The prevailing narrative about capitalism suggests that free markets naturally reward merit and hard work, while government intervention distorts these efficient outcomes. This conventional wisdom has shaped decades of policy debates, pitting "free market" advocates against those favoring government redistribution. Yet this framing fundamentally misunderstands how markets actually function and obscures the real mechanisms driving today's extreme inequality. Markets are not natural phenomena that exist independently of human institutions. They are created and sustained by rules—about property, monopoly, contracts, bankruptcy, and enforcement—that determine who gets what from the economy's output. These rules are not neutral or inevitable; they reflect political choices about how to organize economic life. When a relative few gain increasing influence over these foundational rules, they can shape markets to channel wealth upward, creating the illusion that such outcomes result from natural market forces rather than political decisions. The challenge facing modern capitalism is not whether to have more or less government, but rather who controls the rules that govern markets. Understanding this distinction reveals how seemingly technical decisions about patent lengths, bankruptcy priorities, and contract enforcement actually constitute a hidden system of upward redistribution. By examining how these rules operate and who shapes them, we can begin to see past the ideological smokescreen that obscures the real sources of economic inequality and political power concentration.

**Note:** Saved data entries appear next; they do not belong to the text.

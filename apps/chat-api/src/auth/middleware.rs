//! Request gate for the protected routes.

use axum::extract::{Request, State};
use axum::http::header::LOCATION;
use axum::middleware::Next;
use axum::response::{IntoResponse, Redirect, Response};

use crate::auth::session::CurrentSession;
use crate::error::ApiError;
use crate::AppState;

/// Let the request through only if the caller's login is valid for this
/// process incarnation.
///
/// On success the caller's [`SessionContext`](crate::auth::session::SessionContext)
/// is inserted into the request extensions for the handler. On failure the
/// handler is never invoked: page routes get a `303` to `/`, API routes a
/// `401` carrying `Location: /`.
pub async fn require_login(
    State(state): State<AppState>,
    current: CurrentSession,
    mut request: Request,
    next: Next,
) -> Response {
    if !state.validity.is_valid(current.context.login_time) {
        let path = request.uri().path();
        tracing::debug!(path, session_id = %current.context.session_id, "request gated: not logged in");
        return login_redirect(path);
    }

    request.extensions_mut().insert(current.context);
    next.run(request).await
}

fn login_redirect(path: &str) -> Response {
    if path.starts_with("/api/") {
        let mut response = ApiError::unauthorized("Please log in.").into_response();
        response
            .headers_mut()
            .insert(LOCATION, axum::http::HeaderValue::from_static("/"));
        response
    } else {
        Redirect::to("/").into_response()
    }
}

Markets as Political Constructs: How Rules Redistribute Wealth Upward

The most significant redistribution of wealth in recent decades has not occurred through visible government programs that transfer money from rich to poor. Instead, it has happened through changes to the basic rules that structure markets, creating what amounts to an invisible system of upward redistribution built into the economy's foundation. Consider how intellectual property rules have evolved. Patent and copyright protections have been steadily extended in duration and scope, allowing companies to maintain monopoly pricing power for longer periods. Pharmaceutical companies engage in "product hopping"—making minor modifications to drugs nearing patent expiration to extend their exclusive rights. These practices, enabled by favorable rule changes, allow companies to extract higher prices from consumers while blocking generic competition. The additional costs are dispersed across millions of consumers in small amounts, making them nearly invisible, while the benefits flow to a concentrated few in large amounts. Similarly, bankruptcy rules have been rewritten to favor large creditors over workers, homeowners, and small businesses. When corporations enter bankruptcy, they can void union contracts and pension obligations while protecting payments to major financial institutions. Individual debtors, meanwhile, face increasingly strict requirements, with student loans exempted entirely from bankruptcy relief. These rule changes represent a systematic reallocation of risk and reward that operates through market mechanisms rather than explicit government transfers. The enforcement of market rules has also been systematically weakened in ways that benefit powerful interests. Regulatory agencies operate with insufficient funding and staff, while corporate legal teams can overwhelm government enforcement efforts. When violations are discovered, penalties are often too small to deter future misconduct, effectively licensing illegal behavior for those who can afford the fines. This creates a two-tiered system where market rules apply differently depending on one's economic power, further concentrating wealth among those already at the top.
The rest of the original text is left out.